**DIRECTIONS**
For the data below, restate word for word only the lines from the line containing "self.read().keys().cloned().collect()" through the line containing "in a model's schema.", both ends included.

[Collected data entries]

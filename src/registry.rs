//! ModelRegistry - named models owned by a hosting application.
//!
//! Adding a model publishes the `register` event on the registry's own
//! emitter. The registry is created and torn down explicitly by its owner.

use std::sync::{PoisonError, RwLock, RwLockReadGuard, RwLockWriteGuard};

use indexmap::IndexMap;

use crate::error::ModelError;
use crate::events::{Events, LifecycleEvent, ListenerId};
use crate::model::Model;

#[derive(Default)]
pub struct ModelRegistry {
    models: RwLock<IndexMap<String, Model>>,
    events: Events,
}

impl ModelRegistry {
    pub fn new() -> Self {
        Self::default()
    }

    /// Register a model under its name. Names are unique per registry.
    pub fn add(&self, model: Model) -> Result<(), ModelError> {
        let name = model.name().to_string();
        {
            let mut models = self.write();
            if models.contains_key(&name) {
                return Err(ModelError::Definition(format!(
                    "model {} is already registered",
                    name
                )));
            }
            models.insert(name.clone(), model);
        }
        tracing::debug!(model = %name, "registered model");
        self.events.publish(LifecycleEvent::Register.as_str(), name);
        Ok(())
    }

    pub fn get(&self, name: &str) -> Option<Model> {
        self.read().get(name).cloned()
    }

    pub fn remove(&self, name: &str) -> Option<Model> {
        self.write().shift_remove(name)
    }

    /// Registered names, in registration order.
    pub fn names(&self) -> Vec<String> {
        self.read().keys().cloned().collect()
    }

    pub fn len(&self) -> usize {
        self.read().len()
    }

    pub fn is_empty(&self) -> bool {
        self.read().is_empty()
    }

    /// Tear down: drop every model and every `register` listener.
    pub fn clear(&self) {
        self.write().clear();
        self.events.unsubscribe_all(LifecycleEvent::Register.as_str());
    }

    /// Listen for `register`; the payload is the model name.
    pub fn on_register<F>(&self, listener: F) -> ListenerId
    where
        F: Fn(String) + Send + Sync + 'static,
    {
        self.events
            .subscribe(LifecycleEvent::Register.as_str(), listener)
    }

    pub fn unsubscribe(&self, id: &ListenerId) -> bool {
        self.events.unsubscribe(id)
    }

    fn read(&self) -> RwLockReadGuard<'_, IndexMap<String, Model>> {
        self.models.read().unwrap_or_else(PoisonError::into_inner)
    }

    fn write(&self) -> RwLockWriteGuard<'_, IndexMap<String, Model>> {
        self.models.write().unwrap_or_else(PoisonError::into_inner)
    }
}
//! Field descriptors making up a model's schema.

use indexmap::IndexMap;
use serde::{Deserialize, Serialize};
use serde_json::Value;

/// Field name reserved for the generated primary key.
pub const ID_FIELD: &str = "id";

/// Schema of a model: field name to descriptor, in declaration order.
pub type Fields = IndexMap<String, Field>;

/// Value type of a field.
#[derive(Debug, Clone, Copy, Default, PartialEq, Eq, Serialize, Deserialize)]
#[serde(rename_all = "lowercase")]
pub enum FieldType {
    #[default]
    String,
    Number,
    Integer,
    Boolean,
    Date,
    Object,
    Array,
    Any,
}

/// One field in a model's schema.
#[derive(Debug, Clone, Default, PartialEq, Serialize, Deserialize)]
#[serde(default, deny_unknown_fields)]
pub struct Field {
    #[serde(rename = "type")]
    pub field_type: FieldType,
    pub required: bool,
    pub default: Option<Value>,
    pub readonly: bool,
    /// Field does not exist in the connector's data source.
    pub custom: bool,
    pub description: Option<String>,
    /// Column/property name in the data source, when it differs.
    pub name: Option<String>,
    pub maxlength: Option<usize>,
    /// Related model name (`connector/model` or a custom model).
    pub model: Option<String>,
}

impl Field {
    pub fn new(field_type: FieldType) -> Self {
        Field {
            field_type,
            ..Default::default()
        }
    }

    pub fn string() -> Self {
        Self::new(FieldType::String)
    }

    pub fn number() -> Self {
        Self::new(FieldType::Number)
    }

    pub fn integer() -> Self {
        Self::new(FieldType::Integer)
    }

    pub fn boolean() -> Self {
        Self::new(FieldType::Boolean)
    }

    pub fn required(mut self) -> Self {
        self.required = true;
        self
    }

    pub fn readonly(mut self) -> Self {
        self.readonly = true;
        self
    }

    pub fn custom(mut self) -> Self {
        self.custom = true;
        self
    }

    pub fn with_default(mut self, value: impl Into<Value>) -> Self {
        self.default = Some(value.into());
        self
    }

    pub fn with_description(mut self, description: impl Into<String>) -> Self {
        self.description = Some(description.into());
        self
    }

    pub fn with_column(mut self, name: impl Into<String>) -> Self {
        self.name = Some(name.into());
        self
    }

    pub fn with_maxlength(mut self, maxlength: usize) -> Self {
        self.maxlength = Some(maxlength);
        self
    }

    /// Name of the field in the data source.
    pub fn column<'a>(&'a self, field: &'a str) -> &'a str {
        self.name.as_deref().unwrap_or(field)
    }
}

**TASK ANSWER**
        self.read().keys().cloned().collect()
    }

    pub fn len(&self) -> usize {
        self.read().len()
    }

    pub fn is_empty(&self) -> bool {
        self.read().is_empty()
    }

    /// Tear down: drop every model and every `register` listener.
    pub fn clear(&self) {
        self.write().clear();
        self.events.unsubscribe_all(LifecycleEvent::Register.as_str());
    }

    /// Listen for `register`; the payload is the model name.
    pub fn on_register<F>(&self, listener: F) -> ListenerId
    where
        F: Fn(String) + Send + Sync + 'static,
    {
        self.events
            .subscribe(LifecycleEvent::Register.as_str(), listener)
    }

    pub fn unsubscribe(&self, id: &ListenerId) -> bool {
        self.events.unsubscribe(id)
    }

    fn read(&self) -> RwLockReadGuard<'_, IndexMap<String, Model>> {
        self.models.read().unwrap_or_else(PoisonError::into_inner)
    }

    fn write(&self) -> RwLockWriteGuard<'_, IndexMap<String, Model>> {
        self.models.write().unwrap_or_else(PoisonError::into_inner)
    }
}
//! Field descriptors making up a model's schema.

use indexmap::IndexMap;
use serde::{Deserialize, Serialize};
use serde_json::Value;

/// Field name reserved for the generated primary key.
pub const ID_FIELD: &str = "id";

/// Schema of a model: field name to descriptor, in declaration order.
pub type Fields = IndexMap<String, Field>;

/// Value type of a field.
#[derive(Debug, Clone, Copy, Default, PartialEq, Eq, Serialize, Deserialize)]
#[serde(rename_all = "lowercase")]
pub enum FieldType {
    #[default]
    String,
    Number,
    Integer,
    Boolean,
    Date,
    Object,
    Array,
    Any,
}

/// One field in a model's schema.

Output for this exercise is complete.